Upton Sinclair
American writer
1878 CE to 1968 CE
Upton Beall Sinclair Jr. (September 20, 1878 – November 25, 1968) was an American writer who writes nearly one hundred books and other works in several genres.
Sinclair's work is well known and popular in the first half of the twentieth century, and he wins the Pulitzer Prize for Fiction in 1943.
In 1906, Sinclair acquires particular fame for his classic muck-raking novel The Jungle, which exposes labor and sanitary conditions in the U.S. meatpacking industry, causing a public uproar that contributes in part to the passage a few months later of the 1906 Pure Food and Drug Act and the Meat Inspection Act.

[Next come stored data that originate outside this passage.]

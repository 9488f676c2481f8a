//! Backend construction from a routing decision.

use async_trait::async_trait;
use std::sync::Arc;

use super::judge::RemoteJudgeExecutor;
use super::native_sandbox::NativeSandbox;
use super::router::{RuntimeEnvironment, RuntimeKind};
use super::sandbox::{LocalSandboxExecutor, SandboxProvider};
use super::{CodeExecutor, ExecutionResult};
use crate::config::{ConfigLoader, PocketConfig};
use crate::errors::ExecutorError;

/// One of the two execution strategies, usable through [`CodeExecutor`]
/// without knowing which.
pub enum Backend {
    LocalSandbox(LocalSandboxExecutor),
    RemoteJudge(RemoteJudgeExecutor),
}

impl Backend {
    pub fn kind(&self) -> RuntimeKind {
        match self {
            Backend::LocalSandbox(_) => RuntimeKind::LocalSandbox,
            Backend::RemoteJudge(_) => RuntimeKind::RemoteJudge,
        }
    }

    /// Make the backend ready to execute. Only the sandbox has anything to do.
    pub async fn prepare(&self) -> Result<(), ExecutorError> {
        match self {
            Backend::LocalSandbox(sandbox) => sandbox.initialize().await,
            Backend::RemoteJudge(_) => Ok(()),
        }
    }

    pub async fn release(&self) -> Result<(), ExecutorError> {
        match self {
            Backend::LocalSandbox(sandbox) => sandbox.cleanup().await,
            Backend::RemoteJudge(_) => Ok(()),
        }
    }
}

#[async_trait]
impl CodeExecutor for Backend {
    async fn execute_code(
        &self,
        code: &str,
        language: &str,
    ) -> Result<ExecutionResult, ExecutorError> {
        match self {
            Backend::LocalSandbox(sandbox) => sandbox.execute_code(code, language).await,
            Backend::RemoteJudge(judge) => judge.execute_code(code, language).await,
        }
    }
}

/// Builds backends from routing decisions using one configuration.
pub struct RuntimeFactory {
    config: PocketConfig,
    sandbox_provider: Arc<dyn SandboxProvider>,
}

impl RuntimeFactory {
    pub fn new(config: PocketConfig) -> Self {
        let sandbox_provider = Arc::new(NativeSandbox::from_config(&config.sandbox));
        Self {
            config,
            sandbox_provider,
        }
    }

    /// Built-in defaults with the judge/sandbox environment variables applied.
    pub fn from_env() -> Result<Self, ExecutorError> {
        let mut config = PocketConfig::default();
        ConfigLoader::apply_env_overrides(&mut config)?;
        Ok(Self::new(config))
    }

    pub fn with_sandbox_provider(mut self, provider: Arc<dyn SandboxProvider>) -> Self {
        self.sandbox_provider = provider;
        self
    }

    pub fn config(&self) -> &PocketConfig {
        &self.config
    }

    /// A fresh, uninitialized sandbox session or a judge client. Nothing is
    /// booted or contacted here.
    pub fn create_runtime(&self, env: &RuntimeEnvironment) -> Result<Backend, ExecutorError> {
        match env.kind {
            RuntimeKind::LocalSandbox => Ok(Backend::LocalSandbox(LocalSandboxExecutor::new(
                Arc::clone(&self.sandbox_provider),
            ))),
            RuntimeKind::RemoteJudge => Ok(Backend::RemoteJudge(RemoteJudgeExecutor::from_config(
                &self.config.judge,
            )?)),
        }
    }
}

impl Default for RuntimeFactory {
    /// Same as [`RuntimeFactory::from_env`], except that an unparsable numeric
    /// variable is logged and the remaining settings are still applied.
    fn default() -> Self {
        let mut config = PocketConfig::default();
        if let Err(e) = ConfigLoader::apply_env_overrides(&mut config) {
            log::warn!("Ignoring environment configuration: {}", e);
        }
        Self::new(config)
    }
}

#[cfg(test)]
mod tests {
    use super::*;
    use crate::executors::router::resolve_environment;
    use crate::config::{ENV_JUDGE_API_KEY, ENV_JUDGE_API_URL, ENV_JUDGE_MAX_ATTEMPTS};
    use crate::executors::sandbox::SessionStatus;
    use serial_test::serial;
    use std::env;

    fn clear_judge_env() {
        for name in [ENV_JUDGE_API_URL, ENV_JUDGE_API_KEY, ENV_JUDGE_MAX_ATTEMPTS] {
            env::remove_var(name);
        }
    }

    fn judge_url(factory: &RuntimeFactory) -> String {
        match factory.create_runtime(&resolve_environment("python")).unwrap() {
            Backend::RemoteJudge(judge) => judge.api_url().to_string(),
            Backend::LocalSandbox(_) => panic!("expected a judge client"),
        }
    }

    #[tokio::test]
    async fn test_sandbox_languages_get_uninitialized_sessions() {
        let factory = RuntimeFactory::default();
        let backend = factory.create_runtime(&resolve_environment("TypeScript")).unwrap();
        assert_eq!(backend.kind(), RuntimeKind::LocalSandbox);
        match &backend {
            Backend::LocalSandbox(session) => {
                assert_eq!(session.status().await, SessionStatus::Uninitialized)
            }
            Backend::RemoteJudge(_) => panic!("expected a sandbox session"),
        }
    }

    #[test]
    fn test_other_languages_get_judge_client_from_config() {
        let mut config = PocketConfig::default();
        config.judge.api_url = "http://judge.local:2358/".to_string();
        let factory = RuntimeFactory::new(config);

        let backend = factory.create_runtime(&resolve_environment("python")).unwrap();
        match backend {
            Backend::RemoteJudge(judge) => assert_eq!(judge.api_url(), "http://judge.local:2358"),
            Backend::LocalSandbox(_) => panic!("expected a judge client"),
        }
    }

    #[test]
    #[serial]
    fn test_default_factory_points_at_public_judge() {
        clear_judge_env();
        let factory = RuntimeFactory::default();
        let backend = factory.create_runtime(&resolve_environment("cobol")).unwrap();
        match backend {
            Backend::RemoteJudge(judge) => {
                assert_eq!(judge.api_url(), crate::config::DEFAULT_JUDGE_API_URL)
            }
            Backend::LocalSandbox(_) => panic!("expected a judge client"),
        }
    }

    #[test]
    #[serial]
    fn test_default_factory_reads_judge_environment() {
        clear_judge_env();
        env::set_var(ENV_JUDGE_API_URL, "http://judge.from-env:2358");
        env::set_var(ENV_JUDGE_API_KEY, "env-key");
        let factory = RuntimeFactory::default();
        let from_env = RuntimeFactory::from_env().map(|f| judge_url(&f));
        clear_judge_env();

        assert_eq!(judge_url(&factory), "http://judge.from-env:2358");
        assert_eq!(factory.config().judge.api_key, "env-key");
        assert_eq!(from_env.unwrap(), "http://judge.from-env:2358");
    }

    #[test]
    #[serial]
    fn test_bad_environment_number() {
        clear_judge_env();
        env::set_var(ENV_JUDGE_API_URL, "http://judge.from-env:2358");
        env::set_var(ENV_JUDGE_MAX_ATTEMPTS, "many");
        let strict = RuntimeFactory::from_env();
        let lenient = RuntimeFactory::default();
        clear_judge_env();

        assert!(matches!(strict, Err(ExecutorError::Config(_))));
        assert_eq!(judge_url(&lenient), "http://judge.from-env:2358");
        assert_eq!(lenient.config().judge.max_attempts, 30);
    }

    #[tokio::test]
    async fn test_uninitialized_sandbox_backend_raises() {
        let backend = RuntimeFactory::default()
            .create_runtime(&resolve_environment("javascript"))
            .unwrap();
        let err = backend.execute_code("1", "javascript").await.unwrap_err();
        assert!(matches!(err, ExecutorError::NotInitialized));
    }
}
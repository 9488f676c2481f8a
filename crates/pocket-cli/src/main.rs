use anyhow::{Context, Result};
use clap::{Parser, Subcommand};
use log::LevelFilter;
use pocket_core::executors::judge::{judge_language_id, JUDGE_LANGUAGE_IDS};
use pocket_core::executors::router::LOCAL_SANDBOX_LANGUAGES;
use pocket_core::{resolve_environment, ConfigLoader, Dispatcher, ExecutionResult, RuntimeKind};
use std::path::PathBuf;
use std::process::ExitCode;
use tokio::io::AsyncReadExt;

#[derive(Parser, Debug)]
#[clap(name = "pocket", author, version, about = "Run code locally or on a remote judge")]
struct Cli {
    #[clap(subcommand)]
    command: Commands,

    #[clap(long, short, global = true, help = "YAML configuration file")]
    config: Option<PathBuf>,

    #[clap(long, short, global = true, default_value = "warn")]
    log_level: String,
}

#[derive(Subcommand, Debug)]
enum Commands {
    /// Execute a source file, or stdin when no file is given
    Run {
        #[clap(long, short = 'L')]
        language: String,

        file: Option<PathBuf>,

        #[clap(long, help = "Print the execution result as JSON")]
        json: bool,
    },
    /// Show which backend a language is routed to
    Route { language: String },
    /// List languages known to each backend
    Languages,
}

fn init_logging(level: &str) {
    let level_filter = match level.to_lowercase().as_str() {
        "error" => LevelFilter::Error,
        "info" => LevelFilter::Info,
        "debug" => LevelFilter::Debug,
        "trace" => LevelFilter::Trace,
        "off" => LevelFilter::Off,
        _ => LevelFilter::Warn,
    };
    env_logger::Builder::new().filter_level(level_filter).init();
}

async fn read_source(file: Option<&PathBuf>) -> Result<String> {
    match file {
        Some(path) => tokio::fs::read_to_string(path)
            .await
            .with_context(|| format!("Failed to read {}", path.display())),
        None => {
            let mut code = String::new();
            tokio::io::stdin()
                .read_to_string(&mut code)
                .await
                .context("Failed to read code from stdin")?;
            Ok(code)
        }
    }
}

fn print_result(result: &ExecutionResult, json: bool) -> Result<()> {
    if json {
        println!("{}", serde_json::to_string_pretty(result)?);
        return Ok(());
    }
    print!("{}", result.output);
    if let Some(error) = &result.error {
        eprintln!("error: {}", error);
    }
    log::info!("Finished in {}ms", result.execution_time_ms);
    Ok(())
}

fn describe_route(language: &str) -> String {
    let env = resolve_environment(language);
    match env.kind {
        RuntimeKind::LocalSandbox => format!("{} -> {}", env.language, env.kind),
        RuntimeKind::RemoteJudge => {
            let id = judge_language_id(&env.language)
                .map(|id| id.to_string())
                .unwrap_or_else(|| "unsupported".to_string());
            format!("{} -> {} (language id {})", env.language, env.kind, id)
        }
    }
}

fn exit_status(result: &ExecutionResult) -> u8 {
    if result.is_success() {
        0
    } else {
        1
    }
}

#[tokio::main]
async fn main() -> Result<ExitCode> {
    let cli = Cli::parse();
    init_logging(&cli.log_level);

    match cli.command {
        Commands::Run {
            language,
            file,
            json,
        } => {
            let config = ConfigLoader::load(cli.config.as_deref()).await?;
            let code = read_source(file.as_ref()).await?;

            let dispatcher = Dispatcher::from_config(config);
            let result = dispatcher.run(&code, &language).await?;
            print_result(&result, json)?;
            return Ok(ExitCode::from(exit_status(&result)));
        }
        Commands::Route { language } => println!("{}", describe_route(&language)),
        Commands::Languages => {
            println!("local-sandbox:");
            for language in LOCAL_SANDBOX_LANGUAGES {
                println!("  {}", language);
            }
            println!("remote-judge:");
            for (language, id) in JUDGE_LANGUAGE_IDS {
                println!("  {:<12} {}", language, id);
            }
        }
    }
    Ok(ExitCode::SUCCESS)
}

In 1919, he publishes The Brass Check, a muck-raking exposé of American journalism that publicizes the issue of yellow journalism and the limitations of the "free press" in the United States.
Four years after publication of The Brass Check, the first code of ethics for journalists is created.
Time magazine calls him "a man with every gift except humor and silence".
He is also well remembered for the line: "It is difficult to get a man to understand something, when his salary depends upon his not understanding it."
He uses this line in speeches and the book about his campaign for governor as a way to explain why the editors and publishers of the major newspapers in California will not treat seriously his proposals for old age pensions and other progressive reforms.
Many of his novels can be read as historical works.
Writing during the Progressive Era, Sinclair describes the world of industrialized America from both the working man's and the industrialist's points of view.
Novels such as King Coal (1917), The Coal War (published posthumously), Oil! (1927), and The Flivver King (1937) describe the working conditions of the coal, oil, and auto industries at the time.
The Flivver King describes the rise of Henry Ford, his "wage reform" and his company's Sociological Department, to his decline into antisemitism as publisher of The Dearborn Independent.
King Coal confronts John D. Rockefeller Jr., and his role in the 1913 Ludlow Massacre in the coal fields of Colorado.
Sinclair is an outspoken socialist and runs unsuccessfully for Congress as a nominee from the Socialist Party.
He is also the Democratic Party candidate for Governor of California during the Great Depression, running under the banner of the End Poverty in California campaign, but is defeated in the 1934 elections.